Sunday, April 01, 2007

the story of the martyr preacher and the evil cardinal


I have found this by the ruins of the castle in St Andrews, Scotland (click on the image to see a larger version). Apparently times were tough during Scottish reformation. Protestant preacher George Wishart, critic of papacy, was betrayed and burnt at a stake for his heresies by a man of God cardinal Beaton.
Nice.
In revenge, the cardinal was ambushed and killed by an enthusiastic party of Wishart's friends, his body hung from the battlements for all to ridicule. Was the cardinal fat (aren't all bad cardinals fat? Are there any good cardinals?)? Was his mortal sin of gluttony painfully exposed for everyone to watch and despise? I guess it would be difficult not to kill a cardinal like that, especially if he barbecued a good friend of yours for no good reason. The bloody gold-fingered catholic bastard got what he deserved!

Nowadays discussion about religion in Scotland tend to be a bit less passionate. But then again, a Scottish gentleman told me today that in the North of Scotland religious debates in pubs tend to be avoided. Rather like a petrified remnant of the times when one could be killed because of his/her views on the theological questions. An evolutionary adaptation, one is tempted to say: only the children of those who shut up survived.

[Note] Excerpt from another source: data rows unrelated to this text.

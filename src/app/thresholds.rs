#[derive(Debug, Error)]
enum ThresholdsConfigError {
    #[error("the initial thresholds amount must be greater than 0")]
    ZeroInitialAmount,

    #[error("no adjustment policy provided, at least one is required")]
    NoPolicies,

    #[error("policy percentages must be in the range [0, 1], policy {index} has {percentage}")]
    PercentageOutOfRange { index: usize, percentage: f32 },

    #[error("at least one policy must have a percentage of 0")]
    MissingZeroPercentage,

    #[error("error compiling adjustment policy with percentage {percentage:.2}: {source}")]
    BadExpression {
        percentage: f32,
        source: evalexpr::EvalexprError,
    },
}

type ComputeIncrement = Box<dyn Fn(u32, u32, u16) -> i32 + Send>;

// Percentages are expected sorted in descending order so the match below is
// a fall-through chain whose zero-percentage entry always terminates it.
struct AdjustmentPolicy {
    percentage: f32,
    compute_increment: ComputeIncrement,
}

// Decides how many probe ids the manager issues per batch. Owned by the
// manager task alone, so no locking anywhere.
struct ThresholdsController {
    count: u16,
    ref_timestamp: u32,
    policies: Vec<AdjustmentPolicy>,
}

impl ThresholdsController {
    fn new(
        initial_amount: u16,
        policies: Vec<AdjustmentPolicy>,
    ) -> Result<ThresholdsController, ThresholdsConfigError> {
        if initial_amount == 0 {
            return Err(ThresholdsConfigError::ZeroInitialAmount);
        }
        if policies.is_empty() {
            return Err(ThresholdsConfigError::NoPolicies);
        }
        let mut found_zero = false;
        for (index, policy) in policies.iter().enumerate() {
            if !(0.0..=1.0).contains(&policy.percentage) {
                return Err(ThresholdsConfigError::PercentageOutOfRange {
                    index,
                    percentage: policy.percentage,
                });
            }
            if policy.percentage == 0.0 {
                found_zero = true;
            }
        }
        if !found_zero {
            return Err(ThresholdsConfigError::MissingZeroPercentage);
        }

        Ok(ThresholdsController {
            count: initial_amount,
            // sentinel: no reference timestamp until the first update
            ref_timestamp: u32::MAX,
            policies,
        })
    }

    // Always greater than 0.
    fn count(&self) -> u16 {
        self.count
    }

    fn ref_timestamp(&self) -> u32 {
        self.ref_timestamp
    }

    fn update(&mut self, hit_level: u16, new_timestamp: u32) {
        for policy in &self.policies {
            let min_matching_level =
                (f64::from(policy.percentage) * f64::from(self.count)).ceil() as u16;
            if hit_level >= min_matching_level {
                let increment =
                    (policy.compute_increment)(self.ref_timestamp, new_timestamp, self.count);

                self.count = if increment < 0 {
                    let decrement = increment.unsigned_abs().min(u32::from(u16::MAX)) as u16;
                    self.count.saturating_sub(decrement).max(1)
                } else {
                    let increment = increment.min(i32::from(u16::MAX)) as u16;
                    self.count.saturating_add(increment)
                };

                break;
            }
        }

        self.ref_timestamp = new_timestamp;
    }
}

// The expression environment mirrors the config contract: CurrentTimestamp,
// NewTimestamp and ThresholdsAmount, with int results taken as-is and float
// results truncated.
fn compile_policies(configs: &[PolicyCfg]) -> Result<Vec<AdjustmentPolicy>, ThresholdsConfigError> {
    let mut policies = Vec::with_capacity(configs.len());

    for config in configs {
        let tree = build_operator_tree(&config.compute_increment).map_err(|source| {
            ThresholdsConfigError::BadExpression {
                percentage: config.percentage,
                source,
            }
        })?;
        let expression = config.compute_increment.clone();

        let compute: ComputeIncrement =
            Box::new(move |current_timestamp: u32, new_timestamp: u32, amount: u16| {
                let mut context = HashMapContext::new();
                let _ = context.set_value(
                    "CurrentTimestamp".to_string(),
                    ExprValue::Int(i64::from(current_timestamp)),
                );
                let _ = context.set_value(
                    "NewTimestamp".to_string(),
                    ExprValue::Int(i64::from(new_timestamp)),
                );
                let _ = context.set_value(
                    "ThresholdsAmount".to_string(),
                    ExprValue::Int(i64::from(amount)),
                );

                match tree.eval_with_context(&context) {
                    Ok(ExprValue::Int(value)) => value as i32,
                    Ok(ExprValue::Float(value)) => value as i32,
                    Ok(other) => fatal(&format!(
                        "adjustment expression {expression:?} returned a non-numeric value: {other:?}"
                    )),
                    Err(err) => fatal(&format!(
                        "error running successfully compiled adjustment expression {expression:?}: {err}"
                    )),
                }
            });

        policies.push(AdjustmentPolicy {
            percentage: config.percentage,
            compute_increment: compute,
        });
    }

    Ok(policies)
}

In reality, of course, it wasn't about theology at all. Cardinal Beaton was an ambassador of France in Scotland who wanted to side with the French against the English and an enemy of Henry ' womanizer' VIII. It was all political, all about power. Maybe it was even Henry VIII who conspired to get him killed to continue his policy for Scotland. The reformation in Scotland was seen by Beaton as a way of the English to set foot on the Scottish territory.
But who really knows what happened?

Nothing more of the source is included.